Maintenance Example
Male, 36, 75 kg, 178 cm, Mifflin-St Jeor:
BMR = 10×75 + 6.25×178 − 5×36 + 5 = 1,688 kcal/day.
Moderately active multiplier 1.55 gives TDEE = 1,688 × 1.55 = 2,616 kcal/day.
For adults 18+. Estimates are starting points, not medical advice.
Total Daily Energy Expenditure (TDEE) is an estimate of the calories you burn in a full day from resting metabolism, daily movement, exercise, and digestion.
The result starts with your Basal Metabolic Rate (BMR), applies your selected activity multiplier, then adjusts calories for maintenance, loss, gain, or a target-date plan.
Use the output as a starting point. Track your 7-day average weight and adjust based on real progress.
This tool calculates daily calorie needs in 3 steps:
Formula 1: Mifflin–St Jeor (default)
Men: BMR = 10×kg + 6.25×cm − 5×age + 5
Women: BMR = 10×kg + 6.25×cm − 5×age − 161
Formula 2: Harris–Benedict (revised)
Men: BMR = 13.397×kg + 4.799×cm − 5.677×age + 88.362
Women: BMR = 9.247×kg + 3.098×cm − 4.330×age + 447.593
Formula 3: Katch-McArdle
BMR = 370 + 21.6 × lean body mass in kg. Lean body mass = weight × (1 − body fat %). This can be useful when body fat is known because it estimates needs from lean mass instead of total body weight.
Activity multipliers: 1.2 (Sedentary), 1.375 (Lightly Active), 1.55 (Moderately Active), 1.725 (Very Active), 1.9 (Extra Active).
The activity multiplier is usually the biggest uncertainty, so the guided selector recommends a starting point from job type, steps, workouts, intensity, and labor.
TDEE formulas are population averages. Your real maintenance calories can differ because activity is hard to judge, non-exercise movement changes during dieting, metabolism varies, food tracking is imperfect, and water weight can mask fat loss or gain.
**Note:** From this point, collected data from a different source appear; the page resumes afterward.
//! Browser plumbing: picked files, preview URLs, downloads, and external scripts.
//!
//! SYSTEM CONTEXT
//! ==============
//! Only compiled for `hydrate`. Converts `web_sys::File` handles into the
//! plain `SelectedFile` the analyze controller works with, and turns
//! generated bytes back into a browser download.

use wasm_bindgen::JsCast;

use crate::state::analyze::{PreviewHandle, SelectedFile};

fn js_error(err: wasm_bindgen::JsValue) -> String {
    err.as_string().unwrap_or_else(|| format!("{err:?}"))
}

/// Read the full contents of a picked file.
///
/// # Errors
///
/// Returns an error string if the browser fails to read the file.
pub async fn read_selected_file(file: &web_sys::File) -> Result<SelectedFile, String> {
    let buffer = wasm_bindgen_futures::JsFuture::from(file.array_buffer())
        .await
        .map_err(js_error)?;
    let bytes = js_sys::Uint8Array::new(&buffer).to_vec();
    Ok(SelectedFile::new(file.name(), file.type_(), bytes))
}

/// Create an object URL previewing `file`; revoked when the handle drops.
pub fn create_preview(file: &web_sys::File) -> Option<PreviewHandle> {
    web_sys::Url::create_object_url_with_blob(file).ok().map(PreviewHandle::new)
}

/// Wrap raw bytes in a `Blob` with the given MIME type.
///
/// # Errors
///
/// Returns an error string if the blob cannot be constructed.
pub fn bytes_to_blob(bytes: &[u8], content_type: &str) -> Result<web_sys::Blob, String> {
    let array = js_sys::Uint8Array::from(bytes);
    let parts = js_sys::Array::of1(&array);
    let options = web_sys::BlobPropertyBag::new();
    options.set_type(content_type);
    web_sys::Blob::new_with_u8_array_sequence_and_options(&parts, &options).map_err(js_error)
}

/// Offer `bytes` as a file download named `file_name`.
///
/// # Errors
///
/// Returns an error string if any DOM step fails.
pub fn download_bytes(bytes: &[u8], content_type: &str, file_name: &str) -> Result<(), String> {
    let blob = bytes_to_blob(bytes, content_type)?;
    let url = web_sys::Url::create_object_url_with_blob(&blob).map_err(js_error)?;

    let document = web_sys::window()
        .and_then(|w| w.document())
        .ok_or_else(|| "no document".to_owned())?;
    let anchor = document
        .create_element("a")
        .map_err(js_error)?
        .dyn_into::<web_sys::HtmlAnchorElement>()
        .map_err(|_| "anchor element cast failed".to_owned())?;
    anchor.set_href(&url);
    anchor.set_download(file_name);
    anchor.click();

    let _ = web_sys::Url::revoke_object_url(&url);
    Ok(())
}

/// Append an async external script to `<head>` once.
pub fn ensure_script(id: &str, src: &str) {
    let Some(document) = web_sys::window().and_then(|w| w.document()) else {
        return;
    };
    if document.get_element_by_id(id).is_some() {
        return;
    }
    let Ok(script) = document.create_element("script") else {
        return;
    };
    let _ = script.set_attribute("id", id);
    let _ = script.set_attribute("src", src);
    let _ = script.set_attribute("async", "");
    if let Some(head) = document.head() {
        let _ = head.append_child(&script);
    }
}

fn js_get(target: &wasm_bindgen::JsValue, key: &str) -> Result<wasm_bindgen::JsValue, String> {
    let value = js_sys::Reflect::get(target, &wasm_bindgen::JsValue::from_str(key)).map_err(js_error)?;
    if value.is_undefined() || value.is_null() {
        return Err(format!("{key} is not defined"));
    }
    Ok(value)
}

fn js_set(target: &js_sys::Object, key: &str, value: &wasm_bindgen::JsValue) -> Result<(), String> {
    js_sys::Reflect::set(target, &wasm_bindgen::JsValue::from_str(key), value)
        .map(|_| ())
        .map_err(js_error)
}

/// `window.google.accounts.id`, once the Identity Services script has loaded.
fn google_id_api() -> Result<wasm_bindgen::JsValue, String> {
    let window = web_sys::window().ok_or_else(|| "no window".to_owned())?;
    let google = js_get(&window, "google")?;
    let accounts = js_get(&google, "accounts")?;
    js_get(&accounts, "id")
}

/// Whether the Google Identity Services script has finished loading.
pub fn google_identity_ready() -> bool {
    google_id_api().is_ok()
}

/// Initialize Google Identity Services and render its sign-in button into
/// `container`. `on_credential` receives the ID token of each sign-in.
///
/// # Errors
///
/// Returns an error string if the script is not loaded or a call fails.
pub fn render_google_button(
    client_id: &str,
    container: &web_sys::Element,
    on_credential: impl Fn(String) + 'static,
) -> Result<(), String> {
    use wasm_bindgen::closure::Closure;

    let id_api = google_id_api()?;

    let callback = Closure::<dyn Fn(wasm_bindgen::JsValue)>::new(move |response: wasm_bindgen::JsValue| {
        match js_get(&response, "credential").map(|v| v.as_string()) {
            Ok(Some(credential)) => on_credential(credential),
            _ => log::warn!("google sign-in response carried no credential"),
        }
    });

    let config = js_sys::Object::new();
    js_set(&config, "client_id", &wasm_bindgen::JsValue::from_str(client_id))?;
    js_set(&config, "callback", callback.as_ref())?;
    let initialize: js_sys::Function = js_get(&id_api, "initialize")?
        .dyn_into()
        .map_err(|_| "initialize is not a function".to_owned())?;
    initialize.call1(&id_api, &config).map_err(js_error)?;
    // GIS keeps the callback for the page's lifetime.
    callback.forget();

    let options = js_sys::Object::new();
    js_set(&options, "theme", &"outline".into())?;
    js_set(&options, "size", &"large".into())?;
    js_set(&options, "text", &"signin_with".into())?;
    let render: js_sys::Function = js_get(&id_api, "renderButton")?
        .dyn_into()
        .map_err(|_| "renderButton is not a function".to_owned())?;
    render.call2(&id_api, container, &options).map_err(js_error)?;
    Ok(())
}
Practical adjustment rule: weigh under similar conditions, track a 7-day average for 2-4 weeks, then adjust intake by 100-150 kcal/day if the trend is not moving as expected. Keep protein, sleep, and training context in mind before making aggressive changes.
Adult scope: this calculator is intended for adults. It is not suitable as nutrition guidance for children, teens, pregnancy, breastfeeding, eating disorder risk, medical conditions, or specialized athletic fueling without professional support.
Male, 36, 75 kg, 178 cm, Mifflin-St Jeor:
BMR = 10×75 + 6.25×178 − 5×36 + 5 = 1,688 kcal/day.
Moderately active multiplier 1.55 gives TDEE = 1,688 × 1.55 = 2,616 kcal/day.
If maintenance is 2,300 kcal/day and the goal is to lose 0.5 kg/week, the estimated deficit is 0.5×7,700÷7 = 550 kcal/day.
Target calories = 2,300 − 550 = 1,750 kcal/day. After 2-4 weeks, adjust by 100-150 kcal/day if the 7-day average trend is off target.
TDEE means Total Daily Energy Expenditure. It estimates the calories you burn in a full day from resting metabolism, movement, exercise, and digestion.
It is a starting estimate. Formula error, activity estimates, water retention, and food tracking accuracy can move real needs above or below the result.
Mifflin-St Jeor is a strong default for most adults. Harris-Benedict is useful for comparison. Katch-McArdle can be useful when you know body fat percentage because it estimates from lean body mass.
Use the guided selector if unsure. It considers job type, steps per day, workouts per week, workout intensity, and physical labor, then suggests a multiplier you can override.
A common starting point is maintenance calories minus about 250-500 kcal/day. Timeline mode can estimate the daily target implied by a specific goal date.
Many adults use a moderate 250-500 kcal/day deficit. Larger deficits are more context-dependent and should be discussed with a qualified professional.
Water retention, sodium, stress, menstrual cycle changes, digestion, and imperfect tracking can hide fat loss or gain. Use 7-day averages before changing calories.
No calculator result should guide nutrition for children, teens, pregnancy, breastfeeding, eating disorder risk, high-level athletics, or medical conditions without professional support.
For many desk workers, 60–75% of daily calories are just keeping the lights on (BMR), not workouts.
Long dieting can lower daily burn by a few hundred calories—your body quietly trims “nonessential” movement (NEAT).
Digesting protein costs ~20–30% of its calories (thermic effect). Carbs cost ~5–10%, fats ~0–3%.
Adding 2,000 steps is roughly 70–100 kcal for most adults—tiny changes compound over weeks.
Short nights can spike hunger hormones; people often eat 200–500 kcal more after a poor sleep.